▸ WORK REQUEST
Answer with nothing but the number of lines in the listing below that contain "async".

::: INPUT RECORDS

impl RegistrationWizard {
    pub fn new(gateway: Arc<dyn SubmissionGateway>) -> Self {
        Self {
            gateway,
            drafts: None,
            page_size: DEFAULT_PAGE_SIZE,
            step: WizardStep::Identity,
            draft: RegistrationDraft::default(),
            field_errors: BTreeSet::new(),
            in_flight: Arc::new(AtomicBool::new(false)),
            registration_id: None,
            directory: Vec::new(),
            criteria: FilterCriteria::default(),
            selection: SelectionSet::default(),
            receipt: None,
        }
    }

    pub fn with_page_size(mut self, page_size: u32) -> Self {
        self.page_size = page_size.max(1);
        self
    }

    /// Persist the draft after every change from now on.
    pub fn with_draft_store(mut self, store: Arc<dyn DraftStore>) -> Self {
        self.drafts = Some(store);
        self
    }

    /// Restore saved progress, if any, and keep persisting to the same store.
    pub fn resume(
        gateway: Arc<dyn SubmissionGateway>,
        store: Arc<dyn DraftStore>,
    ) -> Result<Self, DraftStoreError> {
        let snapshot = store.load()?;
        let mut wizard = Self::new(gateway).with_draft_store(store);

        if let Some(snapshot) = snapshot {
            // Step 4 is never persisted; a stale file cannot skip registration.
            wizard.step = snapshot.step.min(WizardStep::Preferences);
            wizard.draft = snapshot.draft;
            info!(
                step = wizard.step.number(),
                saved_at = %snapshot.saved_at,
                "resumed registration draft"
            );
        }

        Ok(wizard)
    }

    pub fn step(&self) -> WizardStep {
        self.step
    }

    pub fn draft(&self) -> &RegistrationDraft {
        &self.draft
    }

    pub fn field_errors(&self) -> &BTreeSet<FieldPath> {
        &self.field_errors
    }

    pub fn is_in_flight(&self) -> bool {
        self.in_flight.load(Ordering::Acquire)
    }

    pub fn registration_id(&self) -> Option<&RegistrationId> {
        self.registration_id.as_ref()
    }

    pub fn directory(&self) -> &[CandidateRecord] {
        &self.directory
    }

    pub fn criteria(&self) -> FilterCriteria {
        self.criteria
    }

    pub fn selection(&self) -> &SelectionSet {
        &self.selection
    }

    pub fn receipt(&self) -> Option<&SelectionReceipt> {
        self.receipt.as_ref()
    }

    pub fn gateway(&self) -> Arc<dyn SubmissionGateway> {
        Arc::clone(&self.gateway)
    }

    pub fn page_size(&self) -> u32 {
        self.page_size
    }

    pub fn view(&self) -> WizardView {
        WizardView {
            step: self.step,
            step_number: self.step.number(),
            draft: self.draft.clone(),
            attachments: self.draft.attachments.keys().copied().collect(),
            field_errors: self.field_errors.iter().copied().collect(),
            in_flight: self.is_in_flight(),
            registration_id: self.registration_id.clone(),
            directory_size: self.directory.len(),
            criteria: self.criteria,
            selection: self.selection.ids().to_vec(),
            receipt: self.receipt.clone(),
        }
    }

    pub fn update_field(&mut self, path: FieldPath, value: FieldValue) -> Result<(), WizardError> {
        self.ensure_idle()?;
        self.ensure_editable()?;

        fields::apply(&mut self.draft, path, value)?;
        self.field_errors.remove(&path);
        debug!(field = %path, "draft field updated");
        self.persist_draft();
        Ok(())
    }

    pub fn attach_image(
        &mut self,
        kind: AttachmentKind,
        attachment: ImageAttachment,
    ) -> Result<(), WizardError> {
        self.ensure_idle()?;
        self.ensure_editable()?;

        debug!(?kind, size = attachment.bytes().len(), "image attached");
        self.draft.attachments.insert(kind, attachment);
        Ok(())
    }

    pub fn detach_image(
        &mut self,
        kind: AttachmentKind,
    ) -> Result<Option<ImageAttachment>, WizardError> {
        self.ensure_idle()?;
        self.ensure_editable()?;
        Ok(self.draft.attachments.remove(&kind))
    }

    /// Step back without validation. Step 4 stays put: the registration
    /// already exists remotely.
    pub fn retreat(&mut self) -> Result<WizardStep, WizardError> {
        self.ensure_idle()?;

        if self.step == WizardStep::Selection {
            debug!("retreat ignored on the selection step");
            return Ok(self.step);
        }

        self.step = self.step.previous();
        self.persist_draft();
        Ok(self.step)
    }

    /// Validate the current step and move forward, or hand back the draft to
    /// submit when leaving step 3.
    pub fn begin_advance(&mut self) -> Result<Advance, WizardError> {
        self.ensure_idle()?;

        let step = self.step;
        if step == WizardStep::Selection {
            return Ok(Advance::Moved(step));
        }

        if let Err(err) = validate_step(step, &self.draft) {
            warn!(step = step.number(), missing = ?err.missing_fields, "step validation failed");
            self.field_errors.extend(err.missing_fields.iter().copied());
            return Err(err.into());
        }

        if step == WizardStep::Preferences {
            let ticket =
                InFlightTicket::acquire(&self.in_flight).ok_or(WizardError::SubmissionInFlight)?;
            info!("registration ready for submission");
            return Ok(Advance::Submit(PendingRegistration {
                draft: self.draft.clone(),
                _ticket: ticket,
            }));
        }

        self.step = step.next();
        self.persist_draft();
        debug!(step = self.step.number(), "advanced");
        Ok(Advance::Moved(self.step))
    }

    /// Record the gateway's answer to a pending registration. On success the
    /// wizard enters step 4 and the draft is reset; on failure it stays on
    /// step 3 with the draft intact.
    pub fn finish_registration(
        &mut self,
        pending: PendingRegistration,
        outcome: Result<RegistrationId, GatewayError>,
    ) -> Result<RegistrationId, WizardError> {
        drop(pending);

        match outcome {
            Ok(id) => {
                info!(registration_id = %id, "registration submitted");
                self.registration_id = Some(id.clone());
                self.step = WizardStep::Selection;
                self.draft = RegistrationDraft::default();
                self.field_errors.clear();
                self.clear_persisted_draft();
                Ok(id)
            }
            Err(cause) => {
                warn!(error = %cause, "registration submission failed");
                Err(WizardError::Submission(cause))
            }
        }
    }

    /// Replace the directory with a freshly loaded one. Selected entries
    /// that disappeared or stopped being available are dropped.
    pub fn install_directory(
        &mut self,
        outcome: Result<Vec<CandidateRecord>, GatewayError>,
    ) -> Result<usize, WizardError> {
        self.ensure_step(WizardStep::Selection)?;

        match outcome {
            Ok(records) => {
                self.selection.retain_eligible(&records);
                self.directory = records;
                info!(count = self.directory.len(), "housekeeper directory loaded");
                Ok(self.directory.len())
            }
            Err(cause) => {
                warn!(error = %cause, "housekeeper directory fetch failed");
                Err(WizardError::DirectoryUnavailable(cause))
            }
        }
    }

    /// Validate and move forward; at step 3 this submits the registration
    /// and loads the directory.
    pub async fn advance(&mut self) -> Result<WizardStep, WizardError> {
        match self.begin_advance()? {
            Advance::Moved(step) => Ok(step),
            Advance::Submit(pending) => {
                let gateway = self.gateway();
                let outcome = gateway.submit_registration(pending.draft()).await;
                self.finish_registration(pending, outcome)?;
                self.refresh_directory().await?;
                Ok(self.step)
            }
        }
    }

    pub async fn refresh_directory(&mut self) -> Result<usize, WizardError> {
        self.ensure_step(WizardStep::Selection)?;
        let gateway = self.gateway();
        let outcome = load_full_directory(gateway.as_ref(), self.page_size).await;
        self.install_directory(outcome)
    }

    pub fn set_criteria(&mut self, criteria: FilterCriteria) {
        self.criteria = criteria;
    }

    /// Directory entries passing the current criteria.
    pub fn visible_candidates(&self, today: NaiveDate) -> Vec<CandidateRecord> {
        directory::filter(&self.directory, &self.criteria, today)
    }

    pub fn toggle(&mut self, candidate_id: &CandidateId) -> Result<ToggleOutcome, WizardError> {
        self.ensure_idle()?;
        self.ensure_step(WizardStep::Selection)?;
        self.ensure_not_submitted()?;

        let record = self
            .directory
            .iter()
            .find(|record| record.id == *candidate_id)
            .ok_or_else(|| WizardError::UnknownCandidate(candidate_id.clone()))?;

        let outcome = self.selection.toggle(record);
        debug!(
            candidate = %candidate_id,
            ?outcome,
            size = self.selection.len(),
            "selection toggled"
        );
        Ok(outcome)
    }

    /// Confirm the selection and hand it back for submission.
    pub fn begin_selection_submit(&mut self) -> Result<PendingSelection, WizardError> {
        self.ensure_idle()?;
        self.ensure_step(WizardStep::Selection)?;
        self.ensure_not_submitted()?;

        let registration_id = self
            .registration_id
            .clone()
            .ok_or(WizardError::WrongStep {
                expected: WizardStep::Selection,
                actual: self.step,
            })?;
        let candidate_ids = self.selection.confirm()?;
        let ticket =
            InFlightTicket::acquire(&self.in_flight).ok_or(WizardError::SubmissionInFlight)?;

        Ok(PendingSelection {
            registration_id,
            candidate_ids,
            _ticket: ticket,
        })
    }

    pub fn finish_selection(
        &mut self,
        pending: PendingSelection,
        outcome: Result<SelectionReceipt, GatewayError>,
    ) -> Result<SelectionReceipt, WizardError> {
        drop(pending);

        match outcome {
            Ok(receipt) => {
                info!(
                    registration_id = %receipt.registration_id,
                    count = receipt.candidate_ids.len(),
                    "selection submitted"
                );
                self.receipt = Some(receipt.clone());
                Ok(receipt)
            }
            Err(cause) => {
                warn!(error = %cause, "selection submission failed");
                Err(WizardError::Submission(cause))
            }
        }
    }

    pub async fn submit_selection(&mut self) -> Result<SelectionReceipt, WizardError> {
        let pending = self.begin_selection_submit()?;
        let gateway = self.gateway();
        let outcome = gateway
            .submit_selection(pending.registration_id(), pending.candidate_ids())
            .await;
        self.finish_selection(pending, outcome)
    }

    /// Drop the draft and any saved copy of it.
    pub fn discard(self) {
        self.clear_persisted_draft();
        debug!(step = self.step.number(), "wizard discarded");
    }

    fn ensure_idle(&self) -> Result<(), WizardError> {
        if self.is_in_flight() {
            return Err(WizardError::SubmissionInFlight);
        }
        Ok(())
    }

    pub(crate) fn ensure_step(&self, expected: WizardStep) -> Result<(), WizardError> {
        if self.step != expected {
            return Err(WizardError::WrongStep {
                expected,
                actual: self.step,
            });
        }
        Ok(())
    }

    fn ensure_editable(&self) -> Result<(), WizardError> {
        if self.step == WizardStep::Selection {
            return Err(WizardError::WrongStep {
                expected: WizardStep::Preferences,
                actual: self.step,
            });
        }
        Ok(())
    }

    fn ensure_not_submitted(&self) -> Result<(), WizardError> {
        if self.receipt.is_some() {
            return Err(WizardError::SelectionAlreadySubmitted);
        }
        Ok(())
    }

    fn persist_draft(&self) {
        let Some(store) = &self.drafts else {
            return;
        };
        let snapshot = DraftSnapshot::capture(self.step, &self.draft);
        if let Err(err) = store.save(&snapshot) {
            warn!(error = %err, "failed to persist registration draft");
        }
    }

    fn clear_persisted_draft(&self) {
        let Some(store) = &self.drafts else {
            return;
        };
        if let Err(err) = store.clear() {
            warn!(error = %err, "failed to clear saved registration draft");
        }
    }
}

::::::

▸ OUTPUT
3